TASK TO COMPLETE. Exact reproduction of all the data is needed.

----------------------------------------

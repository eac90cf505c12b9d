// API key routes - credential pool management
// Endpoints: GET /v1/api-keys, POST /v1/api-keys, DELETE /v1/api-keys/:id

use axum::{
    extract::{Path, State},
    http::StatusCode,
    routing::{delete, get},
    Json, Router,
};
use serde_json::{json, Value};

use crate::error::ApiError;
use crate::models::{AddApiKeyRequest, ApiKeyView};
use crate::AppState;

/// GET /v1/api-keys - Masked key list
async fn list_api_keys(State(state): State<AppState>) -> Result<Json<Vec<ApiKeyView>>, ApiError> {
    let keys = state.db.list_api_keys().await?;
    Ok(Json(keys.iter().map(|k| k.view()).collect()))
}

/// POST /v1/api-keys - Add a key to the pool
async fn add_api_key(
    State(state): State<AppState>,
    Json(request): Json<AddApiKeyRequest>,
) -> Result<(StatusCode, Json<ApiKeyView>), ApiError> {
    let label = request.label.trim();
    let key = request.key.trim();
    if label.is_empty() || key.is_empty() {
        return Err(ApiError::BadRequest("Both label and key are required".to_string()));
    }

    let entry = state.db.add_api_key(label, key).await?;
    Ok((StatusCode::CREATED, Json(entry.view())))
}

/// DELETE /v1/api-keys/:id - Remove a key from the pool
async fn remove_api_key(
    State(state): State<AppState>,
    Path(key_id): Path<String>,
) -> Result<Json<Value>, ApiError> {
    state.db.remove_api_key(&key_id).await?;
    Ok(Json(json!({ "status": "deleted" })))
}

pub fn api_keys_routes() -> Router<AppState> {
    Router::new()
        .route("/v1/api-keys", get(list_api_keys).post(add_api_key))
        .route("/v1/api-keys/:id", delete(remove_api_key))
}
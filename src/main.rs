// Nexus Agent Backend - HTTP entrypoint

use std::fmt::Write as FmtWrite;
use std::fs::OpenOptions;
use std::io::LineWriter;

use tracing_subscriber::fmt::format::Writer;
use tracing_subscriber::fmt::time::FormatTime;
use tracing_subscriber::{fmt, layer::SubscriberExt, util::SubscriberInitExt};

use nexus_agent_backend::config::Config;
use nexus_agent_backend::{app, AppState};

/// Custom time formatter: [HH:mm:ss] [backend]
#[derive(Clone)]
struct BackendTimer;

impl FormatTime for BackendTimer {
    fn format_time(&self, w: &mut Writer<'_>) -> std::fmt::Result {
        let now = chrono::Utc::now();
        write!(w, "[{}] [backend]", now.format("%H:%M:%S"))
    }
}

#[tokio::main]
async fn main() {
    // Load environment variables before reading LOG_FILE
    dotenvy::dotenv().ok();
    let config = Config::from_env();

    // Stdout always; the file layer only when the log file can be opened
    let file_writer = match OpenOptions::new().create(true).append(true).open(&config.log_file) {
        Ok(file) => Some(tracing_appender::non_blocking(LineWriter::new(file))),
        Err(e) => {
            eprintln!("Failed to open log file {}: {}", config.log_file, e);
            None
        }
    };
    let (file_layer, _guard) = match file_writer {
        Some((non_blocking, guard)) => (
            Some(
                fmt::layer()
                    .with_timer(BackendTimer)
                    .with_target(false)
                    .with_level(false)
                    .with_ansi(false)
                    .with_writer(non_blocking),
            ),
            Some(guard),
        ),
        None => (None, None),
    };

    tracing_subscriber::registry()
        .with(
            tracing_subscriber::EnvFilter::try_from_default_env()
                .unwrap_or_else(|_| "nexus_agent_backend=info,tower_http=info".into()),
        )
        .with(
            fmt::layer()
                .with_timer(BackendTimer)
                .with_target(false)
                .with_level(false)
                .with_ansi(true),
        )
        .with(file_layer)
        .init();

    if let Err(e) = config.validate() {
        tracing::error!("Configuration error: {}", e);
        std::process::exit(1);
    }

    let state = match AppState::from_config(config.clone()) {
        Ok(state) => state,
        Err(e) => {
            tracing::error!("Failed to initialize Realtime Database client: {}", e);
            std::process::exit(1);
        }
    };

    let addr = format!("0.0.0.0:{}", config.port);
    tracing::info!("Starting Nexus Agent Backend on {} (model {})", addr, config.gemini_model);

    let listener = match tokio::net::TcpListener::bind(&addr).await {
        Ok(listener) => listener,
        Err(e) => {
            tracing::error!("Failed to bind {}: {}", addr, e);
            std::process::exit(1);
        }
    };

    if let Err(e) = axum::serve(listener, app(state)).await {
        tracing::error!("Server error: {}", e);
    }
}
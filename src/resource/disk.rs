//! Platform-specific free-space queries.

use std::path::Path;

/// Get available disk space for a given path.
///
/// Uses platform-specific APIs to query filesystem statistics:
/// - Unix: `statvfs`
/// - Windows: `GetDiskFreeSpaceExW`
///
/// Returns the space available to unprivileged users in bytes.
///
/// # Errors
///
/// Returns the underlying OS error when the query fails (e.g. the path does
/// not exist).
pub fn available_space(path: &Path) -> std::io::Result<u64> {
    #[cfg(unix)]
    {
        use std::ffi::CString;
        use std::os::unix::ffi::OsStrExt;

        let c_path = CString::new(path.as_os_str().as_bytes())
            .map_err(|e| std::io::Error::new(std::io::ErrorKind::InvalidInput, e))?;

        // SAFETY: c_path is a valid null-terminated C string, stat is zeroed
        // before the call, and the struct is only read after a successful
        // return.
        unsafe {
            let mut stat: libc::statvfs = std::mem::zeroed();
            if libc::statvfs(c_path.as_ptr(), &raw mut stat) != 0 {
                return Err(std::io::Error::last_os_error());
            }

            // f_bavail is blocks available to unprivileged users; f_frsize is
            // the fragment size (preferred over f_bsize).
            #[allow(clippy::unnecessary_cast)]
            Ok((stat.f_bavail as u64).saturating_mul(stat.f_frsize as u64))
        }
    }

    #[cfg(windows)]
    {
        use std::os::windows::ffi::OsStrExt;
        use winapi::um::fileapi::GetDiskFreeSpaceExW;

        let wide_path: Vec<u16> = path
            .as_os_str()
            .encode_wide()
            .chain(std::iter::once(0))
            .collect();

        // SAFETY: wide_path is a valid null-terminated wide string and the
        // output pointers reference properly aligned u64 locals that are only
        // read after a successful return.
        unsafe {
            let mut free_bytes_available: u64 = 0;
            let mut total_bytes: u64 = 0;
            let mut total_free_bytes: u64 = 0;

            if GetDiskFreeSpaceExW(
                wide_path.as_ptr(),
                std::ptr::from_mut(&mut free_bytes_available).cast(),
                std::ptr::from_mut(&mut total_bytes).cast(),
                std::ptr::from_mut(&mut total_free_bytes).cast(),
            ) == 0
            {
                return Err(std::io::Error::last_os_error());
            }

            Ok(free_bytes_available)
        }
    }
}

----------------------------------------

WRITTEN RESPONSE.
repository eac90cf505c12b9d
// API key routes - credential pool management
// Endpoints: GET /v1/api-keys, POST /v1/api-keys, DELETE /v1/api-keys/:id

use axum::{
    extract::{Path, State},
    http::StatusCode,
    routing::{delete, get},
    Json, Router,
};
use serde_json::{json, Value};

use crate::error::ApiError;
use crate::models::{AddApiKeyRequest, ApiKeyView};
use crate::AppState;

/// GET /v1/api-keys - Masked key list
async fn list_api_keys(State(state): State<AppState>) -> Result<Json<Vec<ApiKeyView>>, ApiError> {
    let keys = state.db.list_api_keys().await?;
    Ok(Json(keys.iter().map(|k| k.view()).collect()))
}

/// POST /v1/api-keys - Add a key to the pool
async fn add_api_key(
    State(state): State<AppState>,
    Json(request): Json<AddApiKeyRequest>,
) -> Result<(StatusCode, Json<ApiKeyView>), ApiError> {
    let label = request.label.trim();
    let key = request.key.trim();
    if label.is_empty() || key.is_empty() {
        return Err(ApiError::BadRequest("Both label and key are required".to_string()));
    }

    let entry = state.db.add_api_key(label, key).await?;
    Ok((StatusCode::CREATED, Json(entry.view())))
}

/// DELETE /v1/api-keys/:id - Remove a key from the pool
async fn remove_api_key(
    State(state): State<AppState>,
    Path(key_id): Path<String>,
) -> Result<Json<Value>, ApiError> {
    state.db.remove_api_key(&key_id).await?;
    Ok(Json(json!({ "status": "deleted" })))
}

pub fn api_keys_routes() -> Router<AppState> {
    Router::new()
        .route("/v1/api-keys", get(list_api_keys).post(add_api_key))
        .route("/v1/api-keys/:id", delete(remove_api_key))
}
filename src/main.rs
// Nexus Agent Backend - HTTP entrypoint

use std::fmt::Write as FmtWrite;
use std::fs::OpenOptions;
use std::io::LineWriter;

use tracing_subscriber::fmt::format::Writer;
use tracing_subscriber::fmt::time::FormatTime;
use tracing_subscriber::{fmt, layer::SubscriberExt, util::SubscriberInitExt};

use nexus_agent_backend::config::Config;
use nexus_agent_backend::{app, AppState};

/// Custom time formatter: [HH:mm:ss] [backend]
#[derive(Clone)]
struct BackendTimer;

impl FormatTime for BackendTimer {
    fn format_time(&self, w: &mut Writer<'_>) -> std::fmt::Result {
        let now = chrono::Utc::now();
        write!(w, "[{}] [backend]", now.format("%H:%M:%S"))
    }
}

#[tokio::main]
async fn main() {
    // Load environment variables before reading LOG_FILE
    dotenvy::dotenv().ok();
    let config = Config::from_env();

    // Stdout always; the file layer only when the log file can be opened
    let file_writer = match OpenOptions::new().create(true).append(true).open(&config.log_file) {
        Ok(file) => Some(tracing_appender::non_blocking(LineWriter::new(file))),
        Err(e) => {
            eprintln!("Failed to open log file {}: {}", config.log_file, e);
            None
        }
    };
    let (file_layer, _guard) = match file_writer {
        Some((non_blocking, guard)) => (
            Some(
                fmt::layer()
                    .with_timer(BackendTimer)
                    .with_target(false)
                    .with_level(false)
                    .with_ansi(false)
                    .with_writer(non_blocking),
            ),
            Some(guard),
        ),
        None => (None, None),
    };

    tracing_subscriber::registry()
        .with(
            tracing_subscriber::EnvFilter::try_from_default_env()
                .unwrap_or_else(|_| "nexus_agent_backend=info,tower_http=info".into()),
        )
        .with(
            fmt::layer()
                .with_timer(BackendTimer)
                .with_target(false)
                .with_level(false)
                .with_ansi(true),
        )
        .with(file_layer)
        .init();

    if let Err(e) = config.validate() {
        tracing::error!("Configuration error: {}", e);
        std::process::exit(1);
    }

    let state = match AppState::from_config(config.clone()) {
        Ok(state) => state,
        Err(e) => {
            tracing::error!("Failed to initialize Realtime Database client: {}", e);
            std::process::exit(1);
        }
    };

    let addr = format!("0.0.0.0:{}", config.port);
    tracing::info!("Starting Nexus Agent Backend on {} (model {})", addr, config.gemini_model);

    let listener = match tokio::net::TcpListener::bind(&addr).await {
        Ok(listener) => listener,
        Err(e) => {
            tracing::error!("Failed to bind {}: {}", addr, e);
            std::process::exit(1);
        }
    };

    if let Err(e) = axum::serve(listener, app(state)).await {
        tracing::error!("Server error: {}", e);
    }
}
filename src/resource/disk.rs
//! Platform-specific free-space queries.

use std::path::Path;

/// Get available disk space for a given path.
///
/// Uses platform-specific APIs to query filesystem statistics:
/// - Unix: `statvfs`
/// - Windows: `GetDiskFreeSpaceExW`
///
/// Returns the space available to unprivileged users in bytes.
///
/// # Errors
///
/// Returns the underlying OS error when the query fails (e.g. the path does
/// not exist).
pub fn available_space(path: &Path) -> std::io::Result<u64> {
    #[cfg(unix)]
    {
        use std::ffi::CString;
        use std::os::unix::ffi::OsStrExt;

        let c_path = CString::new(path.as_os_str().as_bytes())
            .map_err(|e| std::io::Error::new(std::io::ErrorKind::InvalidInput, e))?;

        // SAFETY: c_path is a valid null-terminated C string, stat is zeroed
        // before the call, and the struct is only read after a successful
        // return.
        unsafe {
            let mut stat: libc::statvfs = std::mem::zeroed();
            if libc::statvfs(c_path.as_ptr(), &raw mut stat) != 0 {
                return Err(std::io::Error::last_os_error());
            }

            // f_bavail is blocks available to unprivileged users; f_frsize is
            // the fragment size (preferred over f_bsize).
            #[allow(clippy::unnecessary_cast)]
            Ok((stat.f_bavail as u64).saturating_mul(stat.f_frsize as u64))
        }
    }

    #[cfg(windows)]
    {
        use std::os::windows::ffi::OsStrExt;
        use winapi::um::fileapi::GetDiskFreeSpaceExW;

        let wide_path: Vec<u16> = path
            .as_os_str()
            .encode_wide()
            .chain(std::iter::once(0))
            .collect();

        // SAFETY: wide_path is a valid null-terminated wide string and the
        // output pointers reference properly aligned u64 locals that are only
        // read after a successful return.
        unsafe {
            let mut free_bytes_available: u64 = 0;
            let mut total_bytes: u64 = 0;
            let mut total_free_bytes: u64 = 0;

            if GetDiskFreeSpaceExW(
                wide_path.as_ptr(),
                std::ptr::from_mut(&mut free_bytes_available).cast(),
                std::ptr::from_mut(&mut total_bytes).cast(),
                std::ptr::from_mut(&mut total_free_bytes).cast(),
            ) == 0
            {
                return Err(std::io::Error::last_os_error());
            }

            Ok(free_bytes_available)
        }
    }
}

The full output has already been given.